Task goal ->
Where a line in the entries below contains the word "ProgressBar", it counts; give the total by itself.

Records contained in a dataset
*** Block opens ***

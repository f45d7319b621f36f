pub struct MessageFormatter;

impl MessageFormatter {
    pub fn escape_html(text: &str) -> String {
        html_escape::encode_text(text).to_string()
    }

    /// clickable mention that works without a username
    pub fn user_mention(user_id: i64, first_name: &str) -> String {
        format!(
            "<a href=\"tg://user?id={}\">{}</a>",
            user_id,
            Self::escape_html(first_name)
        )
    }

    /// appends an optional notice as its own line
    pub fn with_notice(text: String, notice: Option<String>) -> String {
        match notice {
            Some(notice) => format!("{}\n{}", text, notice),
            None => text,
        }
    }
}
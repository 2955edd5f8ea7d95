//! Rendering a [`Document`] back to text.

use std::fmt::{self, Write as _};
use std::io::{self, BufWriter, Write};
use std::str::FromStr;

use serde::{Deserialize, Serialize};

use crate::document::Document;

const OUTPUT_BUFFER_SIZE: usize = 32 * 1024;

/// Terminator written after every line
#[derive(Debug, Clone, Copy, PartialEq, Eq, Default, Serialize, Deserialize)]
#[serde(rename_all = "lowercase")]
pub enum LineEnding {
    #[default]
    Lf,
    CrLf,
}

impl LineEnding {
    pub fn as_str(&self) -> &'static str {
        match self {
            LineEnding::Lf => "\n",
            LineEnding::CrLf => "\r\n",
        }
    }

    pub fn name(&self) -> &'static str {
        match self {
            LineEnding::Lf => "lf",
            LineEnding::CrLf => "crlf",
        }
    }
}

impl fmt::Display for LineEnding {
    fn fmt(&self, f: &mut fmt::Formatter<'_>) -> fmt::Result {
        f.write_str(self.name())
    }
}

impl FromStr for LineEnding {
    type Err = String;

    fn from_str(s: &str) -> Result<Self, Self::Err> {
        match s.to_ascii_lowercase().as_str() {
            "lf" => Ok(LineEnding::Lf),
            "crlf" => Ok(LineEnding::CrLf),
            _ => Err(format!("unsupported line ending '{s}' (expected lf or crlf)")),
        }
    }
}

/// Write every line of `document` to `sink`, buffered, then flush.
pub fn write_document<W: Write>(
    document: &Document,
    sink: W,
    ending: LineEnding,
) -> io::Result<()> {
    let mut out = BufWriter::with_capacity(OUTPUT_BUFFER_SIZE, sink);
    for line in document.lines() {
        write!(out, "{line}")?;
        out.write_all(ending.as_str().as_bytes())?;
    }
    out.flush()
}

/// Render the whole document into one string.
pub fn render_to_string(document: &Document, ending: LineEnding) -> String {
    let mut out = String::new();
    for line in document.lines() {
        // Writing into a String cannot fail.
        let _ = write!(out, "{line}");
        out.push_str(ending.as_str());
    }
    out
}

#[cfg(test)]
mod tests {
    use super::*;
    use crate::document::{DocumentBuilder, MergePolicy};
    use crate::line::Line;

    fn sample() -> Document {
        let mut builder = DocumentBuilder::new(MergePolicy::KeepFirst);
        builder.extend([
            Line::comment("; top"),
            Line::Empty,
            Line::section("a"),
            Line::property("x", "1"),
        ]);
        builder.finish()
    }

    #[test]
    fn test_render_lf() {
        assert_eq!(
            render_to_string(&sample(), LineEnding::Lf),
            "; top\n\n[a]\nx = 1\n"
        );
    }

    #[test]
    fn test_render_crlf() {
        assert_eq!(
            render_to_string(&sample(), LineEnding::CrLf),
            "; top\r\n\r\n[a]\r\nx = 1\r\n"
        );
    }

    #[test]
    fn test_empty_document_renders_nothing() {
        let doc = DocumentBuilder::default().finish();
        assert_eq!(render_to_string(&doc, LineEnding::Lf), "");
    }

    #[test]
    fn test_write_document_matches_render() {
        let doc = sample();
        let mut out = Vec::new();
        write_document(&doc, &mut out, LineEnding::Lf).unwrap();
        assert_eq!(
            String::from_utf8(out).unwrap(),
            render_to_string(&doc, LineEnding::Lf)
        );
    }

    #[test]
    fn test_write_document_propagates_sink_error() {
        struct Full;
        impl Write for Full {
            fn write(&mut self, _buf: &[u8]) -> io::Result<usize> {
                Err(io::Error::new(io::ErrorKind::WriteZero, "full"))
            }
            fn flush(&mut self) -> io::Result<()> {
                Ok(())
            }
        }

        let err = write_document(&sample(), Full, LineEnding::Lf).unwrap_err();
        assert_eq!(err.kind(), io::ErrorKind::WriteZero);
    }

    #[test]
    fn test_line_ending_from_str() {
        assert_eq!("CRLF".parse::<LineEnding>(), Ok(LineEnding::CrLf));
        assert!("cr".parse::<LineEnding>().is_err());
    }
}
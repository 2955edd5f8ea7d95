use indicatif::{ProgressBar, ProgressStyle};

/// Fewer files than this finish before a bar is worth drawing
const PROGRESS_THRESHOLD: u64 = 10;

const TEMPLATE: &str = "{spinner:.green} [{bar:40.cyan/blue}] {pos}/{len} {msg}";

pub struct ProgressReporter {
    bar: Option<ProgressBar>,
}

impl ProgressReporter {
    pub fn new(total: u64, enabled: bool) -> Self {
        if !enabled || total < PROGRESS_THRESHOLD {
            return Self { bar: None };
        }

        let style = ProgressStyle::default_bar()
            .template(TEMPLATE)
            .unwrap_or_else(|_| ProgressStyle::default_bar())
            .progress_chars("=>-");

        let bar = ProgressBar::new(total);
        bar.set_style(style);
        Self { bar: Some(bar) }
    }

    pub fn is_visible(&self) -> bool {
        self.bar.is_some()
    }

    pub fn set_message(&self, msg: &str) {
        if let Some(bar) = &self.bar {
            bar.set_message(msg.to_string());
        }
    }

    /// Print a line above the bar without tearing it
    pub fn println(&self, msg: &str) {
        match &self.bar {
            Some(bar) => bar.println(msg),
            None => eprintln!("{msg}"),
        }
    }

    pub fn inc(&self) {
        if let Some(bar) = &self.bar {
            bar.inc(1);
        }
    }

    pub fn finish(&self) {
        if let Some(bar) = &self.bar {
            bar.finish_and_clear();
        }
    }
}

*** Block closes ***

Exercise solution ->
3